The modern world has many names for it: Learning Loops, Feedback Loops, Human-in-the-Loop, Agentic Loops, AI Loop Engineering.


Nature simply calls it life.

The loop isn’t new; nature has been running this code for billions of years. The kitten knows it. The tiger knows it. The forest knows it. The Vedas knew it, the Upanishads knew it, and the Buddha knew it. We merely keep renaming the wheel. A species survives because it learns. A child grows, a company thrives, an AI improves — all because they learn.

As Bach wrote, the wish and the capability arrive together. The kitten is given the urge to climb, but nature has already supplied the hooked claws. The tiger cub is given the urge to hunt, but nature has already supplied the instinctual stealth. A human is given curiosity, but life has already supplied the capacity to observe. The wish itself is the foremost evidence of latent capability.

The Radical Divergence

Yet the deeper I explored Vedanta, the more I realized something entirely unexpected. The ancient rishis were not fascinated by the loop.

They were fascinated by the possibility of freedom from it.

Learning is a loop. Habit, desire, pleasure, fear — all loops. Birth is a loop, and death is a loop. Planets move in them, and thoughts arise in them. Even human identity appears to be nothing more than a loop of carefully curated memories repeatedly narrating a story called “me.”

Observing this, the sages asked a question that changed the direction of human inquiry: Who is observing the loop?

The scientist studies the wheel.

The engineer optimizes it.

The entrepreneur monetizes it.

The AI researcher scales it.

The sage asks who is riding it — and then, more devastatingly: What remains when the wheel stops turning?

Vedanta does not reject the loop. It sees the loop as Māyā’s elegant user interface — useful, beautiful, even necessary for the great play of becoming. But it refuses to mistake the interface for the underlying Runtime. The kitten learns how to be a cat. The tiger cub learns how to be a tiger. Humans learn how to become doctors, engineers, parents, and philosophers.

The sages invite us to discover what we are before becoming anything at all.


The Irony of the AI Age

Today’s technology industry is pouring hundreds of billions of dollars into building the perfect learning loop. We ask: How do we make the loop smarter?

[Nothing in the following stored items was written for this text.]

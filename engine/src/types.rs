//! Input and result records exchanged with the form layer

use chrono::NaiveDate;
use serde::{Deserialize, Serialize};
use std::fmt;

// ============================================================================
// Input Record
// ============================================================================

/// Gender used by the sex-specific formulas
#[derive(Debug, Clone, Copy, PartialEq, Eq, Serialize, Deserialize, Default)]
#[serde(rename_all = "lowercase")]
pub enum Gender {
    #[default]
    Woman,
    Man,
}

impl Gender {
    /// The other gender, for the form's toggle button
    pub fn toggled(self) -> Self {
        match self {
            Gender::Woman => Gender::Man,
            Gender::Man => Gender::Woman,
        }
    }

    pub fn as_str(&self) -> &'static str {
        match self {
            Gender::Woman => "woman",
            Gender::Man => "man",
        }
    }
}

impl fmt::Display for Gender {
    fn fmt(&self, f: &mut fmt::Formatter<'_>) -> fmt::Result {
        f.write_str(self.as_str())
    }
}

impl std::str::FromStr for Gender {
    type Err = String;

    fn from_str(s: &str) -> Result<Self, Self::Err> {
        match s.to_lowercase().as_str() {
            "woman" | "female" | "w" | "f" => Ok(Gender::Woman),
            "man" | "male" | "m" => Ok(Gender::Man),
            _ => Err(format!("Unknown gender: {}", s)),
        }
    }
}

/// Everything the calculator needs, already validated by the form layer
///
/// Weight, goal and activity keep their text form; the engine normalizes
/// decimal separators and decodes the activity value itself.
#[derive(Debug, Clone, PartialEq, Serialize, Deserialize)]
#[serde(rename_all = "camelCase")]
pub struct CalculatorInput {
    pub gender: Gender,
    /// Age in years
    pub age: u32,
    /// Height in centimeters
    pub height: f64,
    /// Current weight in kilograms
    pub weight: String,
    /// Encoded activity select value
    pub activity_factor: String,
    /// Goal weight in kilograms
    pub goal: String,
}

// ============================================================================
// Result Record
// ============================================================================

/// BMI category classification
#[derive(Debug, Clone, Copy, PartialEq, Eq, Serialize, Deserialize)]
#[serde(rename_all = "snake_case")]
pub enum BmiCategory {
    SeverelyUnderweight,
    Underweight,
    Normal,
    Overweight,
    ObeseClass1,
    ObeseClass2,
    ObeseClass3,
}

impl BmiCategory {
    /// Classify a BMI value
    pub fn classify(bmi: f64) -> Self {
        if bmi < 16.0 {
            BmiCategory::SeverelyUnderweight
        } else if bmi < 18.5 {
            BmiCategory::Underweight
        } else if bmi < 25.0 {
            BmiCategory::Normal
        } else if bmi < 30.0 {
            BmiCategory::Overweight
        } else if bmi < 35.0 {
            BmiCategory::ObeseClass1
        } else if bmi < 40.0 {
            BmiCategory::ObeseClass2
        } else {
            BmiCategory::ObeseClass3
        }
    }

    pub fn description(&self) -> &'static str {
        match self {
            BmiCategory::SeverelyUnderweight => "Severely Underweight",
            BmiCategory::Underweight => "Underweight",
            BmiCategory::Normal => "Normal/Healthy",
            BmiCategory::Overweight => "Overweight",
            BmiCategory::ObeseClass1 => "Obese (Class I)",
            BmiCategory::ObeseClass2 => "Obese (Class II)",
            BmiCategory::ObeseClass3 => "Obese (Class III)",
        }
    }
}

/// Ideal body weight in kilograms by formula
#[derive(Debug, Clone, Copy, PartialEq, Serialize, Deserialize)]
pub struct IdealWeight {
    pub devine: f64,
    pub robinson: f64,
    pub miller: f64,
    pub average: f64,
}

/// Daily calorie targets in kcal
#[derive(Debug, Clone, Copy, PartialEq, Eq, Serialize, Deserialize)]
pub struct CalorieTargets {
    pub bmr: i64,
    pub maintain: i64,
    /// About 0.5 kg per week loss
    pub loose1: i64,
    /// About 1 kg per week loss
    pub loose2: i64,
    pub gain1: i64,
    pub gain2: i64,
}

/// Direction of the change from current weight to goal
#[derive(Debug, Clone, Copy, PartialEq, Eq, Serialize, Deserialize)]
#[serde(rename_all = "lowercase")]
pub enum WeightStatus {
    Loose,
    Gain,
    Maintain,
}

impl fmt::Display for WeightStatus {
    fn fmt(&self, f: &mut fmt::Formatter<'_>) -> fmt::Result {
        let label = match self {
            WeightStatus::Loose => "lose",
            WeightStatus::Gain => "gain",
            WeightStatus::Maintain => "maintain",
        };
        f.write_str(label)
    }
}

#[derive(Debug, Clone, Copy, PartialEq, Serialize, Deserialize)]
pub struct WeightDifference {
    pub status: WeightStatus,
    /// Absolute difference in kilograms
    pub diff: f64,
}

/// Everything shown on the results panel
#[derive(Debug, Clone, PartialEq, Serialize, Deserialize)]
#[serde(rename_all = "camelCase")]
pub struct CalculatorResult {
    pub bmi: f64,
    pub bmi_category: BmiCategory,
    pub ideal_weight: IdealWeight,
    pub calories: CalorieTargets,
    /// Liters per day
    pub water_need: f64,
    pub weight_difference: WeightDifference,
    pub calorie_deficit: i64,
    pub diet_duration_days: i64,
    #[serde(with = "completion_date")]
    pub diet_completion_date: NaiveDate,
}

/// Format a date as "Month Day Year", e.g. "May 3 2027"
pub fn format_completion_date(date: NaiveDate) -> String {
    date.format(completion_date::FORMAT).to_string()
}

mod completion_date {
    use chrono::NaiveDate;
    use serde::{Deserialize, Deserializer, Serializer};

    pub(super) const FORMAT: &str = "%B %-d %Y";
    const PARSE_FORMAT: &str = "%B %d %Y";

    pub fn serialize<S: Serializer>(date: &NaiveDate, serializer: S) -> Result<S::Ok, S::Error> {
        serializer.serialize_str(&super::format_completion_date(*date))
    }

    pub fn deserialize<'de, D: Deserializer<'de>>(deserializer: D) -> Result<NaiveDate, D::Error> {
        let text = String::deserialize(deserializer)?;
        NaiveDate::parse_from_str(&text, PARSE_FORMAT).map_err(serde::de::Error::custom)
    }
}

Meanwhile, the ancient sages spent thousands of years investigating whether freedom lies beyond all loops entirely. They asked: How do we stop mistaking ourselves for the loop?

This is where Vedanta diverges wildly from biology, psychology, management theory, or artificial intelligence. It poses a singular, devastating inquiry: If every experience comes and goes, if every thought comes and goes, if every identity comes and goes… what is it that remains?

Watching a kitten on a balcony and watching tiger cubs in Ranthambore became chapters of the same profound lesson. The kitten showed me inheritance. The tiger showed me practice. Technology showed me abstraction. AI showed me repetition. Richard Bach showed me possibility, and Satya Nadella showed me how organizations compound.

But the Vedas showed me the limits of those loops. Vedanta showed me the observer.

Suddenly, the grand pattern became visible: Life inherits. Life abstracts. Life loops. Most of humanity is busy improving the loop. But the monks, mystics, and sages across the world spent their lives exploring something far more radical — the possibility of stepping beyond it.

Perhaps the greatest irony of the AI age is this: just as humanity is definitively proving that intelligence emerges from loops, the ancient sages are still whispering across the millennia…

You are not the loop.

You are the one aware of it.

And right now, as you read these words, that same awareness is quietly watching a forty-five-day-old kitten stalk a shoelace across a sunlit balcony — and recognizing itself in the watching.